About this exercise:
Repeat all of the records verbatim.

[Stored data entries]

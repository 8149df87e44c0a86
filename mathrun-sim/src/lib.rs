//! Mathrun Session Simulator
//!
//! Synthetic user-testing engine for the Mathrun arithmetic runner. Simulates
//! desktop and mobile play sessions for archetypal players, aggregates the
//! batch into metrics and derives prioritized enhancement recommendations.
//! This crate has no UI, filesystem or clock dependencies; callers inject the
//! random source and the pacing between sessions.

pub mod action;
mod constants;
pub mod desktop;
pub mod enhancement;
pub mod error;
pub mod feedback;
pub mod mobile;
pub mod numbers;
pub mod profile;
mod rng;
pub mod runner;

// Re-export commonly used types
pub use action::{Action, ActionKind, ActionLog, SpeedChangeReason};
pub use desktop::{DesktopMetrics, DesktopSession, DesktopSimulator, FailureReason};
pub use enhancement::{Enhancement, Impact, Priority, rank_enhancements};
pub use error::SimError;
pub use feedback::{Feedback, Recommendations};
pub use mobile::{
    IssueCount, IssueKind, IssueTally, MobileIssue, MobileMetrics, MobileRatings, MobileSession,
    MobileSimulator, QuitReason,
};
pub use profile::{
    DesktopArchetype, DesktopProfile, Device, MobileArchetype, MobileProfile, Orientation,
    Profile, ProfileCatalog, ScreenSize, SpeedPref, desktop_profiles, mobile_profiles,
};
pub use runner::{
    NoDelay, OutcomeOf, Progress, RunOutcome, Scheduler, SimulationRunner, Simulator,
};

/// Runner over the built-in desktop catalog.
///
/// # Errors
///
/// Returns an error if the built-in catalog fails validation.
pub fn desktop_runner() -> Result<SimulationRunner<DesktopSimulator>, SimError> {
    Ok(SimulationRunner::new(
        DesktopSimulator,
        ProfileCatalog::new(desktop_profiles())?,
    ))
}

/// Runner over the built-in mobile catalog.
///
/// # Errors
///
/// Returns an error if the built-in catalog fails validation.
pub fn mobile_runner() -> Result<SimulationRunner<MobileSimulator>, SimError> {
    Ok(SimulationRunner::new(
        MobileSimulator,
        ProfileCatalog::new(mobile_profiles())?,
    ))
}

Answer box:
repository 8149df87e44c0a86
filename mathrun-sim/src/lib.rs
//! Mathrun Session Simulator
//!
//! Synthetic user-testing engine for the Mathrun arithmetic runner. Simulates
//! desktop and mobile play sessions for archetypal players, aggregates the
//! batch into metrics and derives prioritized enhancement recommendations.
//! This crate has no UI, filesystem or clock dependencies; callers inject the
//! random source and the pacing between sessions.

pub mod action;
mod constants;
pub mod desktop;
pub mod enhancement;
pub mod error;
pub mod feedback;
pub mod mobile;
pub mod numbers;
pub mod profile;
mod rng;
pub mod runner;

// Re-export commonly used types
pub use action::{Action, ActionKind, ActionLog, SpeedChangeReason};
pub use desktop::{DesktopMetrics, DesktopSession, DesktopSimulator, FailureReason};
pub use enhancement::{Enhancement, Impact, Priority, rank_enhancements};
pub use error::SimError;
pub use feedback::{Feedback, Recommendations};
pub use mobile::{
    IssueCount, IssueKind, IssueTally, MobileIssue, MobileMetrics, MobileRatings, MobileSession,
    MobileSimulator, QuitReason,
};
pub use profile::{
    DesktopArchetype, DesktopProfile, Device, MobileArchetype, MobileProfile, Orientation,
    Profile, ProfileCatalog, ScreenSize, SpeedPref, desktop_profiles, mobile_profiles,
};
pub use runner::{
    NoDelay, OutcomeOf, Progress, RunOutcome, Scheduler, SimulationRunner, Simulator,
};

/// Runner over the built-in desktop catalog.
///
/// # Errors
///
/// Returns an error if the built-in catalog fails validation.
pub fn desktop_runner() -> Result<SimulationRunner<DesktopSimulator>, SimError> {
    Ok(SimulationRunner::new(
        DesktopSimulator,
        ProfileCatalog::new(desktop_profiles())?,
    ))
}

/// Runner over the built-in mobile catalog.
///
/// # Errors
///
/// Returns an error if the built-in catalog fails validation.
pub fn mobile_runner() -> Result<SimulationRunner<MobileSimulator>, SimError> {
    Ok(SimulationRunner::new(
        MobileSimulator,
        ProfileCatalog::new(mobile_profiles())?,
    ))
}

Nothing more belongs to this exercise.